La parola passa poi a mister Barone del Povegliano: “Spesso il settore giovanile viene poco considerato e questo lo paghiamo fino ad arrivare alle Nazionali. In Serie A vediamo pochi giocatori italiani. Io mi trovo benissimo a lavorare con i giovani: ho stabilmente in prima squadra tre ragazzi del 2008, due dei quali hanno già fatto spezzoni di partita. Inoltre ho molti 2005 e 2006. Serve pazienza e fiducia: solo così i ragazzi possono dimostrare il loro valore, senza bocciarli al primo errore”. Fabrizio Sona, allenatore del San Giovanni Lupatoto, afferma: “Certo! I giovani devono scendere in campo, ma non per un obbligo federale. I giovani bravi devono giocare, punto e basta”. “Sfondi una porta aperta – dice Christian Comencini del Baldo Junior Team –. Ho allenato sia prime squadre sia giovanili e credo sia giusto dare spazio ai giovani di valore. Vederli crescere ed esordire in prima squadra è bellissimo. Naturalmente devono meritarselo con l’impegno. Nessuna intromissione dei genitori: decide l’allenatore. Dalla Promozione in su ci sono fuori quota obbligatori, ma bisogna far sì che, finito l’obbligo, questi ragazzi non vengano abbandonati”. Dice mister Antonio Marini: “Io non ho mai guardato la carta d’identità. Se uno è bravo deve giocare, anche se giovanissimo.
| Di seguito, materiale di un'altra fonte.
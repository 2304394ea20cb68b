//! Video repository implementation.

use async_trait::async_trait;
use sqlx::PgPool;

use rentalhub_core::error::{AppError, ErrorKind};
use rentalhub_core::result::AppResult;
use rentalhub_core::types::{SortSpec, VideoFilter, VideoId};
use rentalhub_entity::{InventoryStatus, NewVideo, UpdateVideo, Video, VideoSortKey};

use super::{begin_failed, commit_failed, count_active_for_video, lock_video};
use crate::store::VideoStore;

/// Repository for the `videos` table.
#[derive(Debug, Clone)]
pub struct VideoRepository {
    pool: PgPool,
}

impl VideoRepository {
    /// Create a new video repository.
    pub fn new(pool: PgPool) -> Self {
        Self { pool }
    }
}

#[async_trait]
impl VideoStore for VideoRepository {
    async fn find_by_id(&self, id: VideoId) -> AppResult<Option<Video>> {
        sqlx::query_as::<_, Video>("SELECT * FROM videos WHERE id = $1")
            .bind(id)
            .fetch_optional(&self.pool)
            .await
            .map_err(|e| AppError::with_source(ErrorKind::Database, "Failed to find video", e))
    }

    async fn find_all(
        &self,
        filter: &VideoFilter,
        sort: &SortSpec<VideoSortKey>,
    ) -> AppResult<Vec<Video>> {
        let sql = format!(
            "SELECT * FROM videos WHERE ($1::TEXT IS NULL OR strpos(title, $1) > 0) ORDER BY {}",
            sort.to_sql()
        );
        sqlx::query_as::<_, Video>(&sql)
            .bind(filter.title.as_deref())
            .fetch_all(&self.pool)
            .await
            .map_err(|e| AppError::with_source(ErrorKind::Database, "Failed to list videos", e))
    }

    async fn create(&self, data: &NewVideo) -> AppResult<Video> {
        sqlx::query_as::<_, Video>(
            "INSERT INTO videos (title, release_date, total_inventory) \
             VALUES ($1, $2, $3) RETURNING *",
        )
        .bind(&data.title)
        .bind(data.release_date)
        .bind(data.total_inventory)
        .fetch_one(&self.pool)
        .await
        .map_err(|e| AppError::with_source(ErrorKind::Database, "Failed to create video", e))
    }

    async fn update(&self, id: VideoId, data: &UpdateVideo) -> AppResult<Option<Video>> {
        let mut tx = self.pool.begin().await.map_err(begin_failed)?;

        let Some(mut video) = lock_video(&mut tx, id).await? else {
            return Ok(None);
        };
        if let Some(total) = data.total_inventory {
            let active = count_active_for_video(&mut tx, id).await?;
            InventoryStatus::new(id, video.total_inventory, active).ensure_can_resize(total)?;
        }
        video.apply(data);

        let updated = sqlx::query_as::<_, Video>(
            "UPDATE videos SET title = $2, release_date = $3, total_inventory = $4 \
             WHERE id = $1 RETURNING *",
        )
        .bind(id)
        .bind(&video.title)
        .bind(video.release_date)
        .bind(video.total_inventory)
        .fetch_one(&mut *tx)
        .await
        .map_err(|e| AppError::with_source(ErrorKind::Database, "Failed to update video", e))?;

        tx.commit().await.map_err(commit_failed)?;
        Ok(Some(updated))
    }

    async fn delete(&self, id: VideoId) -> AppResult<Option<Video>> {
        let mut tx = self.pool.begin().await.map_err(begin_failed)?;

        let Some(video) = lock_video(&mut tx, id).await? else {
            return Ok(None);
        };
        let active = count_active_for_video(&mut tx, id).await?;
        if active > 0 {
            return Err(AppError::state(format!(
                "Video {id} has {active} copies checked out"
            )));
        }

        sqlx::query("DELETE FROM videos WHERE id = $1")
            .bind(id)
            .execute(&mut *tx)
            .await
            .map_err(|e| AppError::with_source(ErrorKind::Database, "Failed to delete video", e))?;

        tx.commit().await.map_err(commit_failed)?;
        Ok(Some(video))
    }
}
Se un ragazzo vale, deve avere la possibilità di dimostrarlo”. Chiude mister Manuel Caliari: “Io dico di sì. A 16 anni, se un ragazzo ha qualità, va aggregato alla prima squadra, ma con un progetto chiaro. La società deve crederci per prima. Il giovane va seguito e fatto crescere con i tempi giusti, sapendo che sbaglierà. Spesso l’allenatore, per salvare la panchina, sceglie l’esperienza invece del giovane, spinto dal risultato immediato. È comprensibile, ma dobbiamo fare qualcosa: tutelare l’allenatore e investire davvero nella valorizzazione dei nostri giovani”.